Answer:  We believe in the God of the Bible, the Eternal Creator of all things.  “I am Alpha and Omega, the beginning and the ending, says the Lord, which is and which was and which is to come, the Almighty.” (This was Jesus speaking in Revelation 1:8.) “The Almighty” is just one of the names used to describe God and His nature . When Moses asked God’s name when He spoke to Moses through the burning bush, (Exodus 3:14), God referred to Himself as “I AM”. And Jesus referred to Himself with the same name MANY times. See John 8:24, 8:58, 18:6 and also Mark 14:62. Concerning Jesus in the Bible, it says, “All things were made by him; and without him was not any thing made that was made.” John 1:3

Also concerning Jesus, it says in Bible, “For by Him all things were created that are in heaven and that are on earth, visible and invisible, whether thrones or dominions or principalities or powers. All things were created through Him and for Him. And He is before all things, and in Him all things consist.” Colossians 1:16,17. Finally, “God, who at sundry times and in divers manners spoke in time past unto the fathers by the prophets, has in these last days spoken unto us by his Son, whom he has appointed heir of all things, by whom also he made the worlds; Who being the brightness of his glory, and the express image of his person, and upholding all things by the word of his power…” Hebrews 1:1-3. The name Jesus actually literally means “Jehovah saves” which is why people must believe that Jesus is God in order to be saved, “Neither is there salvation in any other: for there is none other name under heaven given among men, whereby we must be saved.” (Acts 4:12) And John 8:24, “If you believe not that I am he, you will die in your sins.”

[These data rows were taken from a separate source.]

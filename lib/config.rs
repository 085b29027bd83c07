//! Module for file-cache configuration settings.
//!
//! The mount layer deserializes this block from its configuration file and
//! hands it to [`FileCache::new`](crate::cache::fcache::FileCache::new).

use std::path::PathBuf;

use bytesize::ByteSize;
use regex::Regex;
use serde::{Deserialize, Serialize};
use thiserror::Error;

fn default_max_size_mb() -> i64 {
    -1
}

fn default_cache_dir() -> PathBuf {
    PathBuf::from("/tmp/blob-fs/cache")
}

fn default_download_chunk_size_mb() -> u64 {
    8
}

fn default_max_parallel_downloads() -> i64 {
    -1
}

/// The file-cache configuration block.
#[derive(Debug, Clone, PartialEq, Eq, Serialize, Deserialize)]
#[serde(rename_all = "kebab-case", default)]
pub struct FileCacheConfig {
    /// Byte budget of the cache in MiB. `-1` means unbounded.
    pub max_size_mb: i64,

    /// Root directory for cached files. A `file-cache` sub-directory is
    /// created beneath it.
    pub cache_dir: PathBuf,

    /// Whether a first read at a non-zero offset admits a cache entry.
    /// When false, such reads are served directly from the object store.
    pub cache_file_for_range_read: bool,

    /// Chunk granularity of the download loop, in MiB.
    pub download_chunk_size_mb: u64,

    /// Upper bound on concurrently downloading jobs. `-1` means unbounded.
    pub max_parallel_downloads: i64,

    /// Objects whose composed `bucket/object` name matches are never cached.
    /// Takes precedence over `include-regex`.
    pub exclude_regex: Option<String>,

    /// When set, only objects whose composed `bucket/object` name matches
    /// are cached.
    pub include_regex: Option<String>,

    /// Compute a checksum of each object while downloading it. The checksum
    /// is logged, never verified.
    pub enable_crc: bool,

    /// Open cached files with O_DIRECT, bypassing the OS page cache.
    pub enable_o_direct: bool,
}

impl Default for FileCacheConfig {
    fn default() -> Self {
        Self {
            max_size_mb: default_max_size_mb(),
            cache_dir: default_cache_dir(),
            cache_file_for_range_read: false,
            download_chunk_size_mb: default_download_chunk_size_mb(),
            max_parallel_downloads: default_max_parallel_downloads(),
            exclude_regex: None,
            include_regex: None,
            enable_crc: false,
            enable_o_direct: false,
        }
    }
}

#[derive(Debug, Error)]
pub enum ConfigError {
    #[error("invalid exclude-regex: {0}")]
    BadExcludeRegex(#[source] regex::Error),

    #[error("invalid include-regex: {0}")]
    BadIncludeRegex(#[source] regex::Error),
}

impl FileCacheConfig {
    /// Validate the correctness of the configuration.
    ///
    /// Returns:
    /// - `Ok(())` if the configuration is valid.
    /// - `Err(Vec<String>)` containing a list of validation error messages.
    pub fn validate(&self) -> Result<(), Vec<String>> {
        let mut errors = Vec::new();

        if self.cache_dir.as_os_str().is_empty() {
            errors.push("cache-dir must not be empty.".to_owned());
        }
        if self.max_size_mb < -1 {
            errors.push(format!(
                "max-size-mb must be -1 (unbounded) or non-negative, got {}.",
                self.max_size_mb
            ));
        }
        if self.download_chunk_size_mb == 0 {
            errors.push("download-chunk-size-mb must be at least 1.".to_owned());
        }
        if self.max_parallel_downloads < -1 || self.max_parallel_downloads == 0 {
            errors.push(format!(
                "max-parallel-downloads must be -1 (unbounded) or positive, got {}.",
                self.max_parallel_downloads
            ));
        }
        if let Err(e) = self.compile_filters() {
            errors.push(e.to_string());
        }

        if errors.is_empty() { Ok(()) } else { Err(errors) }
    }

    /// The cache byte budget. `-1` maps to the largest representable budget.
    pub fn budget_bytes(&self) -> u64 {
        if self.max_size_mb < 0 {
            u64::MAX
        } else {
            ByteSize::mib(self.max_size_mb as u64).as_u64()
        }
    }

    /// The download chunk size in bytes.
    pub fn chunk_bytes(&self) -> u64 {
        ByteSize::mib(self.download_chunk_size_mb.max(1)).as_u64()
    }

    /// Number of concurrent-download permits, or `None` for unbounded.
    pub fn download_permits(&self) -> Option<usize> {
        if self.max_parallel_downloads < 0 {
            None
        } else {
            Some((self.max_parallel_downloads as usize).max(1))
        }
    }

    /// Compile the include/exclude patterns into a [`NameFilter`].
    pub fn compile_filters(&self) -> Result<NameFilter, ConfigError> {
        let exclude = self
            .exclude_regex
            .as_deref()
            .map(Regex::new)
            .transpose()
            .map_err(ConfigError::BadExcludeRegex)?;
        let include = self
            .include_regex
            .as_deref()
            .map(Regex::new)
            .transpose()
            .map_err(ConfigError::BadIncludeRegex)?;
        Ok(NameFilter { exclude, include })
    }
}

/// Compiled admission filter over composed `bucket/object` names.
#[derive(Debug, Clone, Default)]
pub struct NameFilter {
    exclude: Option<Regex>,
    include: Option<Regex>,
}

impl NameFilter {
    /// Whether the object must not be cached. Exclusion wins over inclusion.
    pub fn excludes(&self, bucket_name: &str, object_name: &str) -> bool {
        let composed = format!("{bucket_name}/{object_name}");
        if let Some(exclude) = &self.exclude
            && exclude.is_match(&composed)
        {
            return true;
        }
        if let Some(include) = &self.include
            && !include.is_match(&composed)
        {
            return true;
        }
        false
    }
}

#[cfg(test)]
mod tests {
    use super::*;

    #[test]
    fn defaults_are_valid() {
        let config = FileCacheConfig::default();
        config.validate().expect("defaults should validate");
        assert_eq!(config.budget_bytes(), u64::MAX, "-1 means unbounded");
        assert_eq!(config.download_permits(), None);
    }

    #[test]
    fn deserializes_from_kebab_case_toml() {
        let config: FileCacheConfig = toml::from_str(
            r#"
            max-size-mb = 128
            cache-dir = "/var/cache/blob-fs"
            cache-file-for-range-read = true
            download-chunk-size-mb = 4
            max-parallel-downloads = 3
            exclude-regex = "\\.tmp$"
            "#,
        )
        .expect("config should deserialize");

        assert_eq!(config.max_size_mb, 128);
        assert_eq!(config.budget_bytes(), ByteSize::mib(128).as_u64());
        assert_eq!(config.cache_dir, PathBuf::from("/var/cache/blob-fs"));
        assert!(config.cache_file_for_range_read);
        assert_eq!(config.chunk_bytes(), ByteSize::mib(4).as_u64());
        assert_eq!(config.download_permits(), Some(3));
        assert_eq!(config.exclude_regex.as_deref(), Some("\\.tmp$"));
    }

    #[test]
    fn validate_rejects_bad_regex() {
        let config = FileCacheConfig {
            exclude_regex: Some("(unclosed".to_owned()),
            ..FileCacheConfig::default()
        };
        let errors = config.validate().expect_err("bad regex should fail");
        assert!(
            errors.iter().any(|e| e.contains("exclude-regex")),
            "errors should name the offending option: {errors:?}"
        );
    }

    #[test]
    fn validate_rejects_zero_chunk_size() {
        let config = FileCacheConfig {
            download_chunk_size_mb: 0,
            ..FileCacheConfig::default()
        };
        assert!(config.validate().is_err());
    }

    #[test]
    fn exclude_wins_over_include() {
        let config = FileCacheConfig {
            exclude_regex: Some("^buk/secret".to_owned()),
            include_regex: Some(".*".to_owned()),
            ..FileCacheConfig::default()
        };
        let filter = config.compile_filters().expect("filters should compile");

        assert!(filter.excludes("buk", "secret/key"));
        assert!(!filter.excludes("buk", "public/data"));
    }

    #[test]
    fn include_regex_gates_admission() {
        let config = FileCacheConfig {
            include_regex: Some(r"\.bin$".to_owned()),
            ..FileCacheConfig::default()
        };
        let filter = config.compile_filters().expect("filters should compile");

        assert!(!filter.excludes("buk", "model.bin"));
        assert!(filter.excludes("buk", "notes.txt"));
    }
}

Question 6:    “Show us in your Bible where Jesus says ‘I am God.”

Answer:  God declared himself in Exodus 3:14 as “I am” which means “I am Eternal Being with no beginning and no end”.  In Mark 14:62, Caiaphas the high priest asked Jesus “Are you the Messiah the Son of the Blessed?” Jesus used the name of God in saying, “I am” (which in Greek is “ego imee”). Without replying to the question, he claimed that he is God in this answer. The high priest, who understands the language, rent his clothes because he considered this blasphemy.   Jesus used the name of God “I am” 7 times just in John chapter 8.   He was taken to the Cross because he claimed himself to be God.  In John 10, we also read how the Jewish leaders understood him to be claiming to be God. Jesus said, “‘I and my Father are one.’ Then the Jews took up stones again to stone him. Jesus answered them, ‘Many good works have I showed you from my Father; for which of those works do you stone me?’ The Jews answered him, saying, ‘For a good work we stone you not; but for blasphemy; and because that you, being a man, make yourself God.’” (John 10:30-33)

Question 7:    Why do you say that Jesus was crucified and died on the cross?

Answer:  We believe Jesus died from Crucifixion, but on the third day He rose from the dead—flesh and bone—because of the tremendous evidence that it happened.  First, there were many eye witnesses.   The four Gospels, Matthew, Mark, Luke and John give eye witness accounts of Jesus’s death on the cross and resurrection.  In Luke 23: 49 it is recorded, “And all his acquaintance, and the women that followed him from Galilee, stood afar off, beholding these things” (watching him die on the cross).  One of the key followers (disciples) of Jesus said in John 19:35, “And he that saw it bare record, and his record is true; and he knows that he says true, that you might believe.”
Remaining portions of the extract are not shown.